Trust, Fraud and the Financial Markets
Key Concept
Markets cannot function without relationships, and relationships cannot function without trust. But the mechanisms for building trust can be ‘faulty’. Bernard Madoff’s infamous Ponzi scheme, which ruined thousands of investors, depended on a series of ‘trust-producing’ factors that combined to conceal it from victims and the authorities. Understanding these mechanisms can help prevent similar frauds and abuses of trust.
Idea Summary
Decision-making on the financial markets is driven by information and by trust. But trust can be flagrantly abused. This was amply demonstrated by the Bernard Madoff scandal, considered to be the biggest fraud in American history.
Madoff, a former non-executive chair of the NASDAQ stock exchange, used a ‘Ponzi scheme’ to defraud investors, paying returns out of invested money rather than profits.
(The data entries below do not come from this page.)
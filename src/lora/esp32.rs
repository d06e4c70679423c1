//! ESP-IDF bus backend for the RFM95W.
//!
//! Chip select is a plain GPIO driven by [`RadioBus::select`]/[`RadioBus::deselect`] so
//! an address byte and its data can span several SPI transfers inside one frame.
//! DIO0 (TxDone/RxDone) is forwarded to the driver's completion channel by a small
//! thread; the ISR itself only signals a task notification.

use super::bus::{BusError, RadioBus};
use super::completion::IrqNotifier;
use esp_idf_hal::delay::BLOCK;
use esp_idf_hal::gpio::{AnyInputPin, AnyOutputPin, InterruptType, Output, PinDriver};
use esp_idf_hal::spi::config::{Config as SpiConfig, DriverConfig};
use esp_idf_hal::spi::{SpiDeviceDriver, SpiDriver, SPI2};
use esp_idf_hal::task::notification::Notification;
use esp_idf_hal::units::FromValueType;
use log::{error, info};
use std::num::NonZeroU32;
use std::thread::JoinHandle;

/// Pins wired to the RFM95W module.
pub struct EspRadioPins {
    pub sclk: AnyOutputPin,
    pub mosi: AnyOutputPin,
    pub miso: AnyInputPin,
    pub cs: AnyOutputPin,
    pub reset: AnyOutputPin,
}

/// SPI + GPIO transport for the transceiver.
pub struct EspRadioBus {
    spi: SpiDeviceDriver<'static, SpiDriver<'static>>,
    cs: PinDriver<'static, AnyOutputPin, Output>,
    reset: PinDriver<'static, AnyOutputPin, Output>,
}

fn transfer_err(e: esp_idf_sys::EspError) -> BusError {
    BusError::Transfer(format!("{:?}", e))
}

fn gpio_err(e: esp_idf_sys::EspError) -> BusError {
    BusError::Gpio(format!("{:?}", e))
}

impl EspRadioBus {
    /// Configure SPI2 (mode 0, 1 MHz) and the select/reset lines, both idle high.
    pub fn new(spi: SPI2, pins: EspRadioPins) -> Result<Self, BusError> {
        let driver = SpiDriver::new(
            spi,
            pins.sclk,
            pins.mosi,
            Some(pins.miso),
            &DriverConfig::new(),
        )
        .map_err(transfer_err)?;

        let config = SpiConfig::new().baudrate(1.MHz().into());
        let spi = SpiDeviceDriver::new(driver, Option::<AnyOutputPin>::None, &config)
            .map_err(transfer_err)?;

        let mut cs = PinDriver::output(pins.cs).map_err(gpio_err)?;
        cs.set_high().map_err(gpio_err)?;
        let mut reset = PinDriver::output(pins.reset).map_err(gpio_err)?;
        reset.set_high().map_err(gpio_err)?;

        info!("RFM95W SPI bus ready");
        Ok(Self { spi, cs, reset })
    }
}

impl RadioBus for EspRadioBus {
    fn select(&mut self) -> Result<(), BusError> {
        self.cs.set_low().map_err(gpio_err)
    }

    fn deselect(&mut self) -> Result<(), BusError> {
        self.cs.set_high().map_err(gpio_err)
    }

    fn transmit(&mut self, bytes: &[u8]) -> Result<(), BusError> {
        self.spi.write(bytes).map_err(transfer_err)
    }

    fn receive(&mut self, buf: &mut [u8]) -> Result<(), BusError> {
        self.spi.read(buf).map_err(transfer_err)
    }

    fn assert_reset(&mut self) -> Result<(), BusError> {
        self.reset.set_low().map_err(gpio_err)
    }

    fn release_reset(&mut self) -> Result<(), BusError> {
        self.reset.set_high().map_err(gpio_err)
    }
}

/// Forward DIO0 rising edges to `irq` from a dedicated thread.
///
/// The interrupt is one-shot in ESP-IDF, so the thread re-arms it after every edge.
pub fn spawn_dio0_forwarder(
    dio0: AnyInputPin,
    irq: IrqNotifier,
) -> Result<JoinHandle<()>, BusError> {
    let mut pin = PinDriver::input(dio0).map_err(gpio_err)?;
    pin.set_interrupt_type(InterruptType::PosEdge)
        .map_err(gpio_err)?;

    std::thread::Builder::new()
        .name("dio0".into())
        .stack_size(4096)
        .spawn(move || {
            let notification = Notification::new();
            let notifier = notification.notifier();

            // SAFETY: the callback only signals a task notification.
            let subscribed = unsafe {
                pin.subscribe(move || {
                    notifier.notify_and_yield(NonZeroU32::MIN);
                })
            };
            if let Err(e) = subscribed {
                error!("DIO0 subscribe failed: {:?}", e);
                return;
            }

            loop {
                if let Err(e) = pin.enable_interrupt() {
                    error!("DIO0 enable failed: {:?}", e);
                    return;
                }
                if notification.wait(BLOCK).is_some() {
                    irq.notify();
                }
            }
        })
        .map_err(|e| BusError::Gpio(e.to_string()))
}
//! LoRa time-on-air calculation.
//!
//! Uses the formula from the SX1276 datasheet (section 4.1.1.7). The scheduler
//! uses it to check that each sender's packet fits inside its period.

use super::modem::ModemConfig;

/// Symbol time above which low data rate optimization is mandatory.
const LDRO_SYMBOL_THRESHOLD_US: u64 = 16_000;

/// Symbol duration in microseconds: `2^SF / BW`.
pub fn symbol_duration_us(config: &ModemConfig) -> u64 {
    let bw = config.bandwidth.hz() as u64;
    if bw == 0 {
        return 0;
    }
    (1u64 << config.spreading_factor.value()) * 1_000_000 / bw
}

/// Whether low data rate optimization must be enabled for `config`.
pub fn low_data_rate_optimize(config: &ModemConfig) -> bool {
    symbol_duration_us(config) > LDRO_SYMBOL_THRESHOLD_US
}

/// Packet airtime in microseconds for an explicit-header packet.
pub fn calculate_airtime_us(payload_bytes: usize, config: &ModemConfig) -> u64 {
    let sf = config.spreading_factor.value() as f64;
    let bw = config.bandwidth.hz() as f64;
    if bw == 0.0 {
        return 0;
    }

    let t_sym_us = (2.0_f64.powf(sf) / bw) * 1_000_000.0;
    let t_preamble_us = (config.preamble_length as f64 + 4.25) * t_sym_us;

    let de = if low_data_rate_optimize(config) {
        1.0
    } else {
        0.0
    };
    let crc_bits = if config.crc_enabled { 16.0 } else { 0.0 };

    // 8*PL - 4*SF + 28 + 16*CRC - 20*IH, explicit header so IH = 0
    let numerator = 8.0 * payload_bytes as f64 - 4.0 * sf + 28.0 + crc_bits;
    let denominator = 4.0 * (sf - 2.0 * de);

    let cr = config.coding_rate.denominator() as f64;
    let payload_symbols = if denominator > 0.0 {
        8.0 + (numerator / denominator).ceil().max(0.0) * cr
    } else {
        8.0
    };

    (t_preamble_us + payload_symbols * t_sym_us) as u64
}

/// Airtime in milliseconds.
pub fn calculate_airtime_ms(payload_bytes: usize, config: &ModemConfig) -> f64 {
    calculate_airtime_us(payload_bytes, config) as f64 / 1000.0
}
//! Synthetic telemetry producers.
//!
//! Stand-ins for the vehicle-bus, GPS, ADC and temperature subsystems so the full
//! pipeline runs on a host. Each producer owns one sub-record and writes it at its own
//! rate, like the real ones.

use crate::telemetry::{BrakesAccel, Engine, Position, Suspension, Temperature, TelemetrySnapshot};
use std::f64::consts::TAU;
use std::sync::Arc;
use std::time::Duration;
use tokio::task::JoinHandle;
use tokio::time::{interval, MissedTickBehavior};
use tokio_util::sync::CancellationToken;

/// Writes one sub-record for time `t` seconds.
type Produce = fn(&TelemetrySnapshot, f64);

fn wave(t: f64, period: f64) -> f64 {
    (t * TAU / period).sin()
}

pub fn suspension(t: f64) -> Suspension {
    Suspension {
        front_pot: (2048.0 + 900.0 * wave(t, 0.4)) as u16,
        rear_pot: (2048.0 + 700.0 * wave(t, 0.55)) as u16,
    }
}

pub fn position(t: f64) -> Position {
    Position {
        latitude: 483_583_000 + (1_000.0 * wave(t, 60.0)) as i32,
        longitude: 109_013_000 + (1_000.0 * wave(t, 45.0)) as i32,
    }
}

pub fn engine(t: f64) -> Engine {
    let rpm = 6_000.0 + 4_000.0 * wave(t, 8.0);
    Engine {
        rpm: rpm as u16,
        tps: (500.0 + 500.0 * wave(t, 8.0)) as u16,
        fuel_open_time: (rpm / 2.0) as u16,
        ignition_angle: (200.0 + 100.0 * wave(t, 8.0)) as i16,
        lambda: 100,
        speed: (600.0 + 400.0 * wave(t, 20.0)) as u16,
        oil_pressure: (300.0 + rpm / 40.0) as u16,
    }
}

pub fn brakes_accel(t: f64) -> BrakesAccel {
    BrakesAccel {
        front_brake_temp: (350.0 + 150.0 * wave(t, 20.0)) as u16,
        rear_brake_temp: (250.0 + 100.0 * wave(t, 20.0)) as u16,
        accel_x: (800.0 * wave(t, 5.0)) as i16,
        accel_y: (1200.0 * wave(t, 7.0)) as i16,
        accel_z: 1000,
    }
}

pub fn temperature(t: f64) -> Temperature {
    Temperature {
        air_temp: 215,
        coolant_temp: (880.0 + 20.0 * wave(t, 120.0)) as i16,
    }
}

/// Start one producer task per sub-record.
pub fn spawn_simulated(
    snapshot: Arc<TelemetrySnapshot>,
    cancel: CancellationToken,
) -> Vec<JoinHandle<()>> {
    let producers: [(u64, Produce); 5] = [
        (10, |s, t| s.suspension.store(suspension(t))),
        (100, |s, t| s.position.store(position(t))),
        (20, |s, t| s.engine.store(engine(t))),
        (10, |s, t| s.brakes_accel.store(brakes_accel(t))),
        (500, |s, t| s.temperature.store(temperature(t))),
    ];
    let start = tokio::time::Instant::now();

    producers
        .into_iter()
        .map(|(rate_ms, produce)| {
            let snapshot = snapshot.clone();
            let cancel = cancel.clone();
            tokio::spawn(async move {
                let mut ticker = interval(Duration::from_millis(rate_ms));
                ticker.set_missed_tick_behavior(MissedTickBehavior::Skip);
                loop {
                    tokio::select! {
                        _ = cancel.cancelled() => break,
                        _ = ticker.tick() => {}
                    }
                    produce(&snapshot, start.elapsed().as_secs_f64());
                }
            })
        })
        .collect()
}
The scheme ran for many years [convicted in 2009, Madoff said it dated from the early 1990s] and left thousands of victims. How did it originate and develop — and remain undetected for so long? And what can be done to prevent similar crimes in the future? A recent analysis of the case helps answer these kinds of questions.
Researchers interviewed 11 of Madoff’s American victims, as well as the CFO of an organization that chose not to invest in the fund, and the CEO of a company representing the interests of minority shareholders. They also analysed the 113 ‘victim impact statements’ in the case — and relevant press articles, videos and books. They found that Madoff benefitted from three ‘trust mechanisms’:
- Process-based trust: He was a ‘known quantity’ in the world of finance, associated with NASDAQ and with big names such as Merrill Lynch and Goldman Sachs, and he had a track record of providing good returns; the spread of historic information about him worked in his favour.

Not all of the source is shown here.